The texts constitute a coherent group of legal texts written within one year and can be dated to the reign of Assur-bel-kala of Assyria (1073–1056 B.C.). They deal with affairs in a specific type of Middle Assyrian agricultural establishment, which was named Dunnu-Sa-Uzibi and may be identified with the site of Giricano.
These texts deal with a time and place in history that hitherto was almost completely unknown, the late second millennium in the Upper Tigris region. In her publication Karen Radner integrates the new data into the wider context of the ancient geography and the history of the region and discusses the significance of this archive for our knowledge of Assyrian legal practice and economy. These texts also provide us with welcome new information on the terminology for the production of bulghur (cracked wheat) and shed some light on a largely undocumented stage in the development of the Assyrian language.

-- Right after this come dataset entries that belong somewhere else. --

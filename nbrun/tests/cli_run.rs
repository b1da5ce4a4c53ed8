//! CLI tests for `nbrun run`.
//!
//! Spawns the nbrun binary and verifies exit codes and printed sections for
//! succeeding, failing and un-runnable scripts.

use std::fs;
use std::process::Command;

use nbrun::exit_codes;
use nbrun::test_support::TestWorkdir;

fn nbrun(workdir: &TestWorkdir, args: &[&str]) -> std::process::Output {
    Command::new(env!("CARGO_BIN_EXE_nbrun"))
        .current_dir(workdir.path())
        .args(args)
        .output()
        .expect("spawn nbrun")
}

#[test]
fn successful_run_exits_ok_and_prints_sections() {
    let workdir = TestWorkdir::new();
    workdir.write("dataset.csv", "AGE\n63\n71\n");
    workdir.write(
        "notebook_code.rhai",
        r#"
        let rows = read_csv(DATASET);
        print(`rows=${rows.len()}`);
        plt::hist(rows.map(|r| r.AGE));
        plt::savefig("age.png");
        plt::show();
        "#,
    );

    let output = nbrun(&workdir, &["run", "--figures-dir", "figs"]);
    assert_eq!(output.status.code(), Some(exit_codes::OK));
    let stdout = String::from_utf8_lossy(&output.stdout);
    assert!(stdout.contains("== output ==\nrows=2\n"), "{stdout}");
    assert!(stdout.contains("== new images ==\nage.png\n"), "{stdout}");
    assert!(workdir.join("figs/figure-1.svg").is_file());
}

#[test]
fn failing_script_exits_with_script_failed() {
    let workdir = TestWorkdir::new();
    workdir.write("dataset.csv", "AGE\n63\n");
    workdir.write("notebook_code.rhai", r#"print("partial"); throw "bad column";"#);

    let output = nbrun(&workdir, &["run", "--headless"]);
    assert_eq!(output.status.code(), Some(exit_codes::SCRIPT_FAILED));
    let stdout = String::from_utf8_lossy(&output.stdout);
    assert!(stdout.contains("partial"));
    assert!(stdout.contains("error: RuntimeError: bad column"));
}

#[test]
fn missing_dataset_exits_invalid() {
    let workdir = TestWorkdir::new();
    workdir.write("notebook_code.rhai", r#"print("hi");"#);

    let output = nbrun(&workdir, &["run"]);
    assert_eq!(output.status.code(), Some(exit_codes::INVALID));
    assert!(String::from_utf8_lossy(&output.stderr).contains("dataset.csv"));
}

#[test]
fn json_report_round_trips_through_serde() {
    let workdir = TestWorkdir::new();
    let source = TestWorkdir::new();
    let local = source.write("admissions.csv", "AGE\n5\n");
    workdir.write("notebook_code.rhai", r#"display("ready");"#);

    let output = nbrun(
        &workdir,
        &["run", "--json", "--dataset", local.to_str().expect("utf-8 path")],
    );
    assert_eq!(output.status.code(), Some(exit_codes::OK));
    let report: serde_json::Value = serde_json::from_slice(&output.stdout).expect("json");
    assert_eq!(report["result"]["failed"], false);
    assert_eq!(report["widgets"][0]["kind"], "text");
    assert_eq!(report["widgets"][0]["text"], "ready");
    assert_eq!(
        fs::read_to_string(workdir.join("dataset.csv")).expect("dataset"),
        "AGE\n5\n"
    );
}

#[test]
fn init_writes_default_config() {
    let workdir = TestWorkdir::new();
    let output = nbrun(&workdir, &["init"]);
    assert_eq!(output.status.code(), Some(exit_codes::OK));
    let config = fs::read_to_string(workdir.join(".nbrun/config.toml")).expect("config");
    assert!(config.contains("notebook_code.rhai"));
}
//! Writing figures to image files (`savefig`).

use std::fs;
use std::io::Cursor;
use std::path::Path;

use anyhow::{Context, Result, anyhow};
use image::{DynamicImage, ImageFormat, RgbaImage};
use tracing::debug;

use crate::core::figure::{Figure, FigureSize};
use crate::core::svg::render_svg;

/// Rasterize an SVG document onto a white background.
fn rasterize(svg: &str) -> Result<tiny_skia::Pixmap> {
    let mut opts = usvg::Options::default();
    opts.fontdb_mut().load_system_fonts();
    let tree = usvg::Tree::from_str(svg, &opts).context("parse figure svg")?;

    let size = tree.size();
    let width = size.width().ceil() as u32;
    let height = size.height().ceil() as u32;
    let mut pixmap = tiny_skia::Pixmap::new(width, height).context("allocate pixmap")?;
    pixmap.fill(tiny_skia::Color::WHITE);
    resvg::render(&tree, tiny_skia::Transform::default(), &mut pixmap.as_mut());
    Ok(pixmap)
}

/// Rasterize an SVG document to PNG bytes on a white background.
pub fn svg_to_png(svg: &str) -> Result<Vec<u8>> {
    rasterize(svg)?.encode_png().context("encode png")
}

/// Rasterize an SVG document and encode it with `image`.
///
/// The background is opaque, so the premultiplied pixmap data is plain RGBA.
fn svg_to_encoded(svg: &str, format: ImageFormat) -> Result<Vec<u8>> {
    let pixmap = rasterize(svg)?;
    let rgba = RgbaImage::from_raw(pixmap.width(), pixmap.height(), pixmap.take())
        .ok_or_else(|| anyhow!("pixmap buffer does not match its size"))?;
    let mut bytes = Cursor::new(Vec::new());
    match format {
        ImageFormat::Jpeg => DynamicImage::ImageRgba8(rgba)
            .to_rgb8()
            .write_to(&mut bytes, format),
        _ => rgba.write_to(&mut bytes, format),
    }
    .with_context(|| format!("encode {format:?}"))?;
    Ok(bytes.into_inner())
}

/// Write `figure` to `path`. The format follows the extension: `.svg`, `.png`,
/// `.jpg`/`.jpeg` or `.webp`.
pub fn write_figure(path: &Path, figure: &Figure, size: FigureSize) -> Result<()> {
    let ext = path
        .extension()
        .and_then(|e| e.to_str())
        .map(str::to_ascii_lowercase)
        .unwrap_or_default();
    let svg = render_svg(figure, size);
    let bytes = match ext.as_str() {
        "svg" => svg.into_bytes(),
        "png" => svg_to_png(&svg)?,
        "jpg" | "jpeg" => svg_to_encoded(&svg, ImageFormat::Jpeg)?,
        "webp" => svg_to_encoded(&svg, ImageFormat::WebP)?,
        "" => return Err(anyhow!("savefig path needs an extension (.png, .jpg, .webp or .svg)")),
        other => {
            return Err(anyhow!(
                "unsupported savefig format `.{other}` (use .png, .jpg, .jpeg, .webp or .svg)"
            ));
        }
    };
    if let Some(parent) = path.parent() {
        fs::create_dir_all(parent)
            .with_context(|| format!("create figure dir {}", parent.display()))?;
    }
    fs::write(path, &bytes).with_context(|| format!("write figure {}", path.display()))?;
    debug!(path = %path.display(), bytes = bytes.len(), figure = figure.id, "figure saved");
    Ok(())
}

#[cfg(test)]
mod tests {
    use super::*;
    use crate::core::figure::{Series, SeriesKind};

    fn figure() -> Figure {
        let mut figure = Figure::new(1);
        figure.series.push(Series::new(
            SeriesKind::Line,
            vec![0.0, 1.0],
            vec![0.0, 1.0],
        ));
        figure
    }

    fn size() -> FigureSize {
        FigureSize {
            width: 320,
            height: 240,
        }
    }

    #[test]
    fn png_output_has_png_signature() {
        let temp = tempfile::tempdir().expect("tempdir");
        let path = temp.path().join("plot.PNG");
        write_figure(&path, &figure(), size()).expect("write");
        let bytes = fs::read(&path).expect("read");
        assert_eq!(&bytes[..8], b"\x89PNG\r\n\x1a\n");
    }

    #[test]
    fn svg_output_is_text() {
        let temp = tempfile::tempdir().expect("tempdir");
        let path = temp.path().join("plot.svg");
        write_figure(&path, &figure(), size()).expect("write");
        let text = fs::read_to_string(&path).expect("read");
        assert!(text.starts_with("<svg"));
    }

    #[test]
    fn jpeg_and_webp_outputs_have_their_signatures() {
        let temp = tempfile::tempdir().expect("tempdir");
        let jpg = temp.path().join("plot.jpg");
        let webp = temp.path().join("plot.WEBP");
        write_figure(&jpg, &figure(), size()).expect("jpg");
        write_figure(&webp, &figure(), size()).expect("webp");

        let bytes = fs::read(&jpg).expect("read jpg");
        assert_eq!(&bytes[..3], b"\xff\xd8\xff");
        let bytes = fs::read(&webp).expect("read webp");
        assert_eq!(&bytes[..4], b"RIFF");
        assert_eq!(&bytes[8..12], b"WEBP");
    }

    #[test]
    fn unsupported_extension_errors_without_writing() {
        let temp = tempfile::tempdir().expect("tempdir");
        let path = temp.path().join("plot.gif");
        let err = write_figure(&path, &figure(), size()).unwrap_err();
        assert!(err.to_string().contains("unsupported savefig format"));
        assert!(!path.exists());
    }
}
//! Renderer capability injected into each run.
//!
//! Scripts never talk to a UI directly. `plt::show()` and `display(obj)` are
//! bound to the [`Renderer`] the caller passes to
//! [`sandbox::run`](crate::sandbox::run), so the host decides per run whether
//! output becomes widgets ([`HostRenderer`]) or is dropped
//! ([`HeadlessRenderer`]).

use std::cell::RefCell;
use std::rc::Rc;

use anyhow::Result;

use crate::core::figure::{Figure, FigureSize};
use crate::core::svg::render_svg;
use crate::core::table::Table;
use crate::core::types::Widget;

/// Host-surface rendering operations used by the display bindings.
pub trait Renderer {
    /// Render one figure. Called at most once per figure.
    fn figure(&mut self, figure: &Figure) -> Result<()>;
    /// Render a tabular value.
    fn table(&mut self, table: &Table) -> Result<()>;
    /// Render any other value as text.
    fn object(&mut self, text: &str) -> Result<()>;
}

/// Renderer handle shared between the caller and a run's bindings.
pub type SharedRenderer = Rc<RefCell<dyn Renderer>>;

/// Collects widgets for a host surface.
#[derive(Debug)]
pub struct HostRenderer {
    size: FigureSize,
    widgets: Vec<Widget>,
}

impl HostRenderer {
    pub fn new(size: FigureSize) -> Self {
        Self {
            size,
            widgets: Vec::new(),
        }
    }

    pub fn widgets(&self) -> &[Widget] {
        &self.widgets
    }

    pub fn take_widgets(&mut self) -> Vec<Widget> {
        std::mem::take(&mut self.widgets)
    }
}

impl Renderer for HostRenderer {
    fn figure(&mut self, figure: &Figure) -> Result<()> {
        self.widgets.push(Widget::Figure {
            id: figure.id,
            title: figure.title.clone(),
            svg: render_svg(figure, self.size),
        });
        Ok(())
    }

    fn table(&mut self, table: &Table) -> Result<()> {
        self.widgets.push(Widget::Table(table.clone()));
        Ok(())
    }

    fn object(&mut self, text: &str) -> Result<()> {
        self.widgets.push(Widget::Text {
            text: text.to_string(),
        });
        Ok(())
    }
}

/// Discards everything. Figures are still closed by `show`.
#[derive(Debug, Default, Clone, Copy)]
pub struct HeadlessRenderer;

impl Renderer for HeadlessRenderer {
    fn figure(&mut self, _figure: &Figure) -> Result<()> {
        Ok(())
    }

    fn table(&mut self, _table: &Table) -> Result<()> {
        Ok(())
    }

    fn object(&mut self, _text: &str) -> Result<()> {
        Ok(())
    }
}

#[cfg(test)]
mod tests {
    use super::*;

    #[test]
    fn host_renderer_collects_widgets_in_order() {
        let mut host = HostRenderer::new(FigureSize {
            width: 320,
            height: 240,
        });
        let mut figure = Figure::new(7);
        figure.title = Some("admissions".to_string());
        host.object("hello").expect("object");
        host.figure(&figure).expect("figure");
        host.table(&Table::new(vec!["a".to_string()])).expect("table");

        let widgets = host.take_widgets();
        assert_eq!(widgets.len(), 3);
        assert!(matches!(&widgets[0], Widget::Text { text } if text == "hello"));
        assert!(
            matches!(&widgets[1], Widget::Figure { id: 7, title: Some(t), svg } if t == "admissions" && svg.starts_with("<svg"))
        );
        assert!(matches!(&widgets[2], Widget::Table(_)));
        assert!(host.widgets().is_empty());
    }

    #[test]
    fn widgets_serialize_with_kind_tag() {
        let widget = Widget::Text {
            text: "x".to_string(),
        };
        let json = serde_json::to_value(&widget).expect("json");
        assert_eq!(json["kind"], "text");
        assert_eq!(json["text"], "x");
    }
}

In addition to Radner’s philological treatment, Andreas Schachner presents a detailed study of the archaeological context of the find and Michael Roaf describes the recovery and preservation of the fragile texts, the first unfired clay tablets to be unearthed in Turkey; his richly illustrated report will serve as a valuable field manual to other archaeologists faced with a similar task. In a concluding chapter, Radner and Schachner combine archaeological and philological data in order to trace the development of the settlement pattern in the Upper Tigris region from the Mittani period to the Neo-Assyrian period and to investigate the agricultural organisation of the area.